Matahari beranjak mengangkasa. Lima perempuan manis itu meringis menahan rasa panas ketika kaki-kaki mungil mereka berjingkat menapaki batu-batu tepian Sunga Lematang. Mereka berbusana songket merah ceria dengan mahkota dan taburan aneka hiasan warna emas yang berkilau.Tampak di latar belakang mereka Bukit Serelo yang berada dalam naungan kelambu asap kebakaran lahan.
Apapun alasannya, mereka harus tersenyum memesona.
“Ini tari sambut,” ujar Fidriansyah Fieter Gumay, selaku koreografer. “Judulnya Sangkan Siheh.” Dalam bahasa Lahat, sangkan berarti karena atau sebab dan siheh berarti sirih. Setiap tamu akan kita sambut dengan tarian ini.”Pada zaman dahulu biasanya dipentaskan untuk para pembesar dan raja, ungkap Fieter, kini biasanya dipentaskan untuk menghormat pejabat negara.
Tari Sangkan Siheh biasanya dipentaskan paling sedikit oleh lima penari, atau maksimal 15 penari. Jumlahnya harus ganjil, bukan syarat mistik, melainkan syarat estetik lantaran satu penari harus membawa kotak sirih. Tradisi kapur sirih diduga mulai ada sejak 2.000 tahun silam, mungkin lebih awal. Berkembang di kawasan Asia Tenggara, Asia Selatan, hingga Madagaskar.
“Sampai sekarang masih ada tradisi kapur sirih di Lahat,” ujar Nurhidayati, salah seorang penari senior yang berusia 27 tahun. Dia telah menekuni hobi menarinya sejak sepuluh tahun silam.

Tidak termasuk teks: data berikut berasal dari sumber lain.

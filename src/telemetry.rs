//! Tracing subscriber setup.
//!
//! The library only emits `tracing` events; applications embedding it decide
//! whether to install a subscriber. `init_tracing` is the one-liner for the
//! common case.

use tracing_subscriber::EnvFilter;

use crate::error::{AppResult, MotionError};

/// Install a formatted subscriber filtered by `RUST_LOG`, falling back to
/// `default_directive` (e.g. `"apt_motion=debug"`) when it is unset.
///
/// Returns an error instead of panicking if a global subscriber is already set.
pub fn init_tracing(default_directive: &str) -> AppResult<()> {
    let filter = EnvFilter::try_from_default_env()
        .or_else(|_| EnvFilter::try_new(default_directive))
        .map_err(|e| MotionError::Configuration(format!("Invalid log filter: {}", e)))?;

    tracing_subscriber::fmt()
        .with_env_filter(filter)
        .with_target(true)
        .try_init()
        .map_err(|e| MotionError::Configuration(format!("Tracing already initialised: {}", e)))
}
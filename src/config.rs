//! Configuration using Figment
//!
//! Settings are loaded from:
//! 1. A TOML file (base configuration)
//! 2. Environment variables (prefixed with `APT_MOTION_`, `__` between sections)
//!
//! Every field has a default, so an empty or missing file yields a usable
//! configuration.
//!
//! # Environment Variable Overrides
//!
//! ```text
//! APT_MOTION_PROTOCOL__POLL_INTERVAL=5ms
//! APT_MOTION_SERIAL__PORT=/dev/ttyUSB1
//! ```
//!
//! # Example
//!
//! ```toml
//! [protocol]
//! poll_interval = "10ms"
//! query_timeout = "500ms"
//! move_timeout = "30s"
//!
//! [serial]
//! port = "/dev/ttyUSB0"
//! baud_rate = 115200
//! read_timeout = "50ms"
//! ```

use figment::{
    providers::{Env, Format, Toml},
    Figment,
};
use serde::{Deserialize, Serialize};
use std::path::Path;
use std::time::Duration;

use crate::error::{AppResult, MotionError};
use crate::protocol::QueryTimeout;

/// Environment variable prefix for overrides.
pub const ENV_PREFIX: &str = "APT_MOTION_";

/// Top-level configuration
#[derive(Debug, Clone, PartialEq, Serialize, Deserialize, Default)]
pub struct Settings {
    /// Packet engine settings
    #[serde(default)]
    pub protocol: ProtocolSettings,
    /// Serial transport settings
    #[serde(default)]
    pub serial: SerialSettings,
}

/// Packet engine configuration
#[derive(Debug, Clone, PartialEq, Serialize, Deserialize)]
pub struct ProtocolSettings {
    /// Wait between re-sends while a query is unanswered
    #[serde(default = "default_poll_interval", with = "humantime_serde")]
    pub poll_interval: Duration,
    /// Query timeout for commands issued by axis collections; absent inherits
    /// the transport's read timeout
    #[serde(default, with = "humantime_serde")]
    pub query_timeout: Option<Duration>,
    /// How long to wait for a move-completed reply
    #[serde(default = "default_move_timeout", with = "humantime_serde")]
    pub move_timeout: Duration,
}

/// Serial port configuration
#[derive(Debug, Clone, PartialEq, Serialize, Deserialize)]
pub struct SerialSettings {
    /// Serial port (e.g., "/dev/ttyUSB0", "COM3")
    #[serde(default = "default_port")]
    pub port: String,
    /// Baud rate
    #[serde(default = "default_baud_rate")]
    pub baud_rate: u32,
    /// Bound on a single read attempt
    #[serde(default = "default_read_timeout", with = "humantime_serde")]
    pub read_timeout: Duration,
}

// ============================================================================
// Default value functions
// ============================================================================

fn default_poll_interval() -> Duration {
    Duration::from_millis(10)
}

fn default_move_timeout() -> Duration {
    Duration::from_secs(30)
}

fn default_port() -> String {
    "/dev/ttyUSB0".to_string()
}

fn default_baud_rate() -> u32 {
    115_200
}

fn default_read_timeout() -> Duration {
    Duration::from_millis(50)
}

impl Default for ProtocolSettings {
    fn default() -> Self {
        Self {
            poll_interval: default_poll_interval(),
            query_timeout: None,
            move_timeout: default_move_timeout(),
        }
    }
}

impl Default for SerialSettings {
    fn default() -> Self {
        Self {
            port: default_port(),
            baud_rate: default_baud_rate(),
            read_timeout: default_read_timeout(),
        }
    }
}

impl ProtocolSettings {
    /// Timeout applied to queries that do not specify their own.
    pub fn default_query_timeout(&self) -> QueryTimeout {
        QueryTimeout::from_setting(self.query_timeout)
    }
}

// ============================================================================
// Configuration Loading and Validation
// ============================================================================

impl Settings {
    /// Figment with the TOML file, then environment overrides. Absent keys
    /// fall back to the serde defaults above.
    pub fn figment<P: AsRef<Path>>(path: P) -> Figment {
        Figment::new()
            .merge(Toml::file(path.as_ref()))
            .merge(Env::prefixed(ENV_PREFIX).split("__"))
    }

    /// Load and validate configuration from `path` and the environment.
    ///
    /// A missing file is not an error; defaults and environment still apply.
    pub fn load_from<P: AsRef<Path>>(path: P) -> AppResult<Self> {
        let settings: Self = Self::figment(path).extract()?;
        settings.validate()?;
        Ok(settings)
    }

    /// Checks:
    /// - Poll interval is non-zero
    /// - Serial port name is non-empty and baud rate non-zero
    pub fn validate(&self) -> AppResult<()> {
        if self.protocol.poll_interval.is_zero() {
            return Err(MotionError::Configuration(
                "protocol.poll_interval must be greater than zero".to_string(),
            ));
        }
        if self.serial.port.trim().is_empty() {
            return Err(MotionError::Configuration(
                "serial.port cannot be empty".to_string(),
            ));
        }
        if self.serial.baud_rate == 0 {
            return Err(MotionError::Configuration(
                "serial.baud_rate must be greater than zero".to_string(),
            ));
        }
        Ok(())
    }
}
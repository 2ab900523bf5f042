//! Serial transport for APT controllers.
//!
//! Thorlabs APT controllers enumerate as FTDI USB-serial devices:
//! - 115200 baud, 8 data bits, no parity, 1 stop bit
//! - RTS/CTS hardware flow control
//!
//! A read returns one APT frame. Bytes are accumulated until the frame at the
//! front is complete, so a packet split across several USB transfers comes
//! back whole and packets that arrive back to back come back one per read.

use async_trait::async_trait;
use bytes::Bytes;
use std::io;
use std::time::Duration;
use tokio::io::{AsyncReadExt, AsyncWriteExt};
use tokio_serial::{SerialPortBuilderExt, SerialStream};
use tracing::{debug, trace};

use crate::config::SerialSettings;
use crate::error::{AppResult, MotionError};
use crate::hardware::transport::Transport;
use crate::protocol::FrameBuffer;

/// Gap after which an incomplete frame is handed up as is.
const INTER_BYTE_GAP: Duration = Duration::from_millis(20);

/// [`Transport`] over a `tokio-serial` stream.
pub struct SerialTransport {
    port: SerialStream,
    port_name: String,
    read_timeout: Duration,
    terminator: Vec<u8>,
    frames: FrameBuffer,
}

impl SerialTransport {
    /// Open the port described by `settings`.
    ///
    /// # Errors
    /// Returns `MotionError::Serial` if the port cannot be opened.
    pub fn open(settings: &SerialSettings) -> AppResult<Self> {
        let port = tokio_serial::new(&settings.port, settings.baud_rate)
            .data_bits(tokio_serial::DataBits::Eight)
            .parity(tokio_serial::Parity::None)
            .stop_bits(tokio_serial::StopBits::One)
            .flow_control(tokio_serial::FlowControl::Hardware)
            .open_native_async()
            .map_err(|e| {
                MotionError::Serial(format!(
                    "Failed to open serial port '{}' at {} baud: {}",
                    settings.port, settings.baud_rate, e
                ))
            })?;

        debug!(
            port = %settings.port,
            baud_rate = settings.baud_rate,
            "Serial port opened"
        );

        Ok(Self {
            port,
            port_name: settings.port.clone(),
            read_timeout: settings.read_timeout,
            terminator: Vec::new(),
            frames: FrameBuffer::new(),
        })
    }

    /// Name the port was opened with.
    pub fn port_name(&self) -> &str {
        &self.port_name
    }
}

#[async_trait]
impl Transport for SerialTransport {
    async fn write_raw(&mut self, bytes: &[u8]) -> io::Result<()> {
        self.port.write_all(bytes).await?;
        if !self.terminator.is_empty() {
            self.port.write_all(&self.terminator).await?;
        }
        self.port.flush().await
    }

    async fn read_raw(&mut self) -> io::Result<Bytes> {
        if let Some(frame) = self.frames.next_frame() {
            return Ok(frame);
        }

        let mut buf = [0u8; 256];
        match tokio::time::timeout(self.read_timeout, self.port.read(&mut buf)).await {
            Ok(Ok(n)) => self.frames.extend(&buf[..n]),
            Ok(Err(e)) => return Err(e),
            // Nothing arrived in time
            Err(_) => return Ok(self.frames.take_remaining()),
        }

        // Keep reading until the front frame is complete or the line goes quiet
        loop {
            if let Some(frame) = self.frames.next_frame() {
                trace!(buffered = self.frames.len(), "Frame received");
                return Ok(frame);
            }
            match tokio::time::timeout(INTER_BYTE_GAP, self.port.read(&mut buf)).await {
                Ok(Ok(n)) if n > 0 => self.frames.extend(&buf[..n]),
                Ok(Ok(_)) | Err(_) => return Ok(self.frames.take_remaining()),
                Ok(Err(e)) => return Err(e),
            }
        }
    }

    fn set_terminator(&mut self, terminator: &str) {
        self.terminator = terminator.as_bytes().to_vec();
    }
}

Salah satu prestasi dalam hidupnya adalah sebagai duta Kabupaten Lahat untuk menari di depan pengunjung Tong-Tong Fair atau Pasar Malam Besar di Den Haag, Belanda. Pasar malam bergengsi ini diselenggarakan setahun sekali sejak 1959.
Nurhidayati mengatakan bahwa tradisi kapur sirih masih terlihat dalam kehidupan sehari-hari masyarakat Lahat di pedalaman, namun hanya dilakukan oleh perempuan-perempuan tua. Racikannya, kapur dan sirih—tanpa pinang dan tembakau. Bahkan, tradisi itu masih berlanjut hingga zaman sekarang. Sangkan Siheh menawarkan sirih sebagai “kudapan” selamat datang bagi tamu yang berkunjung ke Lahat.